同時に、「FinTech(フィンテック)」という言葉も2008年頃から徐々に広まり始め、ほぼビットコインと同時期に流行し始めたが、これは偶然かもしれない。
さらに偶然と言えるのは、2013年にビットコイン初のブルマーケットが到来し、価格が1000ドルを突破したのと同時に、FinTechも主流化を始めたことである。当時注目を集めたWirecardやP2Pは後に没落し、アリペイのユエンバオがインターネット時代の収益システムを定義し、Twitter創業者のジャックが手掛ける新決済サービスSquareの評価額は60億ドルを超えた。
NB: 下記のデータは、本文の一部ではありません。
use crate::{
    error::{Error, Result},
    queue::RetryQueue,
};
use std::sync::Arc;
use tokio::{
    sync::broadcast,
    task::JoinHandle,
    time::{self, Duration, Instant},
};

/// Polls the retry queue and runs ready jobs, a batch at a time
pub struct Worker {
    queue: Arc<RetryQueue>,
    batch_size: usize,
    poll_interval: Duration,
    error_backoff: Duration,
    processing_timeout: Duration,
    shutdown_tx: broadcast::Sender<()>,
}

/// Graceful shutdown handle for a spawned worker
pub struct WorkerHandle {
    shutdown_tx: broadcast::Sender<()>,
    task: JoinHandle<()>,
}

impl Worker {
    pub fn new(queue: Arc<RetryQueue>) -> Self {
        let config = queue.config();
        let (shutdown_tx, _) = broadcast::channel(1);
        Self {
            batch_size: config.batch_size.max(1),
            poll_interval: config.poll_interval,
            error_backoff: config.error_backoff,
            processing_timeout: config.processing_timeout,
            queue,
            shutdown_tx,
        }
    }

    /// Run the worker on its own task and return a handle for graceful shutdown
    pub fn spawn(self) -> WorkerHandle {
        let shutdown_tx = self.shutdown_tx.clone();
        // Subscribe before spawning so a shutdown sent right away is not missed.
        let shutdown_rx = self.shutdown_tx.subscribe();
        let task = tokio::spawn(async move { self.run_until(shutdown_rx).await });
        WorkerHandle { shutdown_tx, task }
    }

    /// Poll in the current task until [`Worker::shutdown`] is called
    pub async fn run(&self) {
        self.run_until(self.shutdown_tx.subscribe()).await
    }

    /// Ask a running [`Worker::run`] to stop once its current batch is done
    pub fn shutdown(&self) {
        if self.shutdown_tx.send(()).is_err() {
            log::debug!("Worker is not running; nothing to stop");
        }
    }

    async fn requeue_stale(&self) {
        match self
            .queue
            .requeue_stale_processing(self.processing_timeout)
            .await
        {
            Ok(0) => {}
            Ok(n) => log::warn!("Requeued {} abandoned job(s)", n),
            Err(e) => log::error!("Error requeueing abandoned jobs: {}", e),
        }
    }

    // A batch in flight always runs to the end before the signal is looked at.
    async fn run_until(&self, mut shutdown_rx: broadcast::Receiver<()>) {
        log::info!("Worker started. Looking for jobs...");

        let mut consecutive_errors: u32 = 0;
        let mut last_requeue: Option<Instant> = None;

        loop {
            if shutdown_rx.try_recv().is_ok() {
                log::info!("Shutdown signal received. Stopping...");
                break;
            }

            if last_requeue.map_or(true, |at| at.elapsed() >= self.processing_timeout) {
                self.requeue_stale().await;
                last_requeue = Some(Instant::now());
            }

            let pause = match self.run_once().await {
                Ok(0) => {
                    consecutive_errors = 0;
                    self.poll_interval
                }
                Ok(_) => {
                    consecutive_errors = 0;
                    continue;
                }
                Err(e) => {
                    consecutive_errors += 1;
                    log::error!(
                        "Error fetching ready jobs (attempt {}): {}",
                        consecutive_errors,
                        e
                    );
                    self.error_backoff
                }
            };

            tokio::select! {
                _ = time::sleep(pause) => {}
                _ = shutdown_rx.recv() => {
                    log::info!("Shutdown signal received. Stopping...");
                    break;
                }
            }
        }

        log::info!("Worker shutdown complete.");
    }

    /// Process one batch of ready jobs concurrently and wait for all of them.
    /// Returns how many jobs were picked up.
    pub async fn run_once(&self) -> Result<usize> {
        let jobs = self.queue.get_ready_jobs(self.batch_size).await?;
        if jobs.is_empty() {
            return Ok(0);
        }

        let count = jobs.len();
        log::debug!("Found {} ready jobs", count);

        // Plain handles detach on drop, so a cancelled run still lets the batch finish.
        let tasks: Vec<JoinHandle<bool>> = jobs
            .into_iter()
            .map(|job| {
                let queue = Arc::clone(&self.queue);
                tokio::spawn(async move { queue.process_job(&job).await })
            })
            .collect();

        let mut succeeded = 0;
        for task in tasks {
            match task.await {
                Ok(true) => succeeded += 1,
                Ok(false) => {}
                Err(e) => log::error!("Job task aborted: {}", e),
            }
        }

        log::debug!("Batch finished: {}/{} jobs succeeded", succeeded, count);
        Ok(count)
    }
}

impl WorkerHandle {
    /// Signal the worker to stop and wait for its current batch to finish
    pub async fn shutdown(self) -> Result<()> {
        if self.shutdown_tx.send(()).is_err() {
            log::warn!("Failed to send shutdown signal - worker may have already stopped");
        }

        self.task
            .await
            .map_err(|e| Error::Worker(format!("Worker task failed: {}", e)))
    }

    pub fn is_finished(&self) -> bool {
        self.task.is_finished()
    }
}
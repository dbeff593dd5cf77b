//! Load-cell scale drivers
//!
//! - M5Stack Mini Scales: HX711 front end behind an STM32 that exposes a
//!   command-addressed register bank with on-board calibration

pub mod mini_scales;

pub use mini_scales::{CalibrationPhase, CalibrationPrompt, MiniScale, Rgb, ScaleReading};
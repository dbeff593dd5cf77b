//! Logging shims
//!
//! Forwards to `defmt` or `log` depending on the enabled feature and
//! compiles to nothing (while still borrowing the arguments) otherwise.
//! Format strings must stay within the subset both backends accept:
//! `{}`, `{:?}` and `{:#x}`.

#![allow(unused_macros)]

macro_rules! log_event {
    ($level:ident, $s:literal $(, $x:expr)* $(,)?) => {
        {
            #[cfg(feature = "defmt")]
            ::defmt::$level!($s $(, $x)*);
            #[cfg(feature = "log")]
            ::log::$level!($s $(, $x)*);
            #[cfg(not(any(feature = "defmt", feature = "log")))]
            let _ = ($( & $x ),*);
        }
    };
}

macro_rules! trace {
    ($($arg:tt)*) => { log_event!(trace, $($arg)*) };
}

macro_rules! debug {
    ($($arg:tt)*) => { log_event!(debug, $($arg)*) };
}

macro_rules! info {
    ($($arg:tt)*) => { log_event!(info, $($arg)*) };
}

macro_rules! warn {
    ($($arg:tt)*) => { log_event!(warn, $($arg)*) };
}

macro_rules! error {
    ($($arg:tt)*) => { log_event!(error, $($arg)*) };
}
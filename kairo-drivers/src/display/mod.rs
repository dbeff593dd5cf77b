//! Character display drivers
//!
//! - LCD1602: HD44780 16x2 character LCD behind a PCF8574 I2C expander

pub mod lcd1602;

pub use lcd1602::{Lcd1602, Line, Mode};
これは人為的に作り出されたものではない。1971年以降、金価格と米国債の規模成長率はほぼ同期しており、それぞれ約8.8%対8.7%である。金本位のドルの後には石油本位のドルがあり、新エネルギー本位のドルとはステーブルコインになるのか?
規制当局にとって、FinTechは銀行業界の救済であり、インターネットの発想で金融システムを再構築または補完し、複雑に絡み合った政商関係の中でインターネット化された金融システムを再構築することを目指している。
世界中の共通認識として、支払い領域からのアプローチが選ばれ、決済代行、集約、P2P、国境を越えた決済、および小口融資事業が境界を越え、異業種間で展開され、無限の繁栄あるいは危機を生み出してきた。
残念ながら、意図せずして大きな成果を挙げたのは、実はブロックチェーンによる実践であり、周縁から主流へと至るすべての変化は、規制の外側で起こった。

画像説明:支払いシステムの進化
画像出典:@zuoyeweb3
支払いは財務ではなくコードに根ざす
収益型ステーブルコインは、USDTによる配当を成熟期の目安とする。
過去数百年間、支払いは銀行業界を中心に行われており、あらゆる電子化、デジタル化、インターネット化は銀行業界の強化に貢献してきた。それがブロックチェーンの登場によって変わる。
特にステーブルコインは、支払い、決済、清算の順序を完全に逆転させ、確認可能な決済・清算が行われて初めて支払いが完了するという、ひっくり返った世界を形成した。
従来の銀行システムでは、支払い問題は本質的にフロントエンドの送金とバックエンドの清算に二分されるプロセスであり、銀行業界が絶対的な中心にある。
FinTechの思考では、支払いプロセスは集約とBtoBサービス業であり、インターネットの顧客獲得戦略により、いかなる決済流量も逃さず、その流量がFinTech企業が銀行に対峙する際の交渉力となる。「偽り続けよ、成功するまで」。網銀接続(NetUnion)や保証金制度も、最終的に受け入れられる結果である。
ブロックチェーンの思考では、USDTなどのステーブルコインシステムにおいて、Tronが最初のステーブルコインL1として、イーサリアムが大口決済システムとして、本来インターネットが実現すべきであった「プログラム可能性(プログラマビリティ)」を実現した。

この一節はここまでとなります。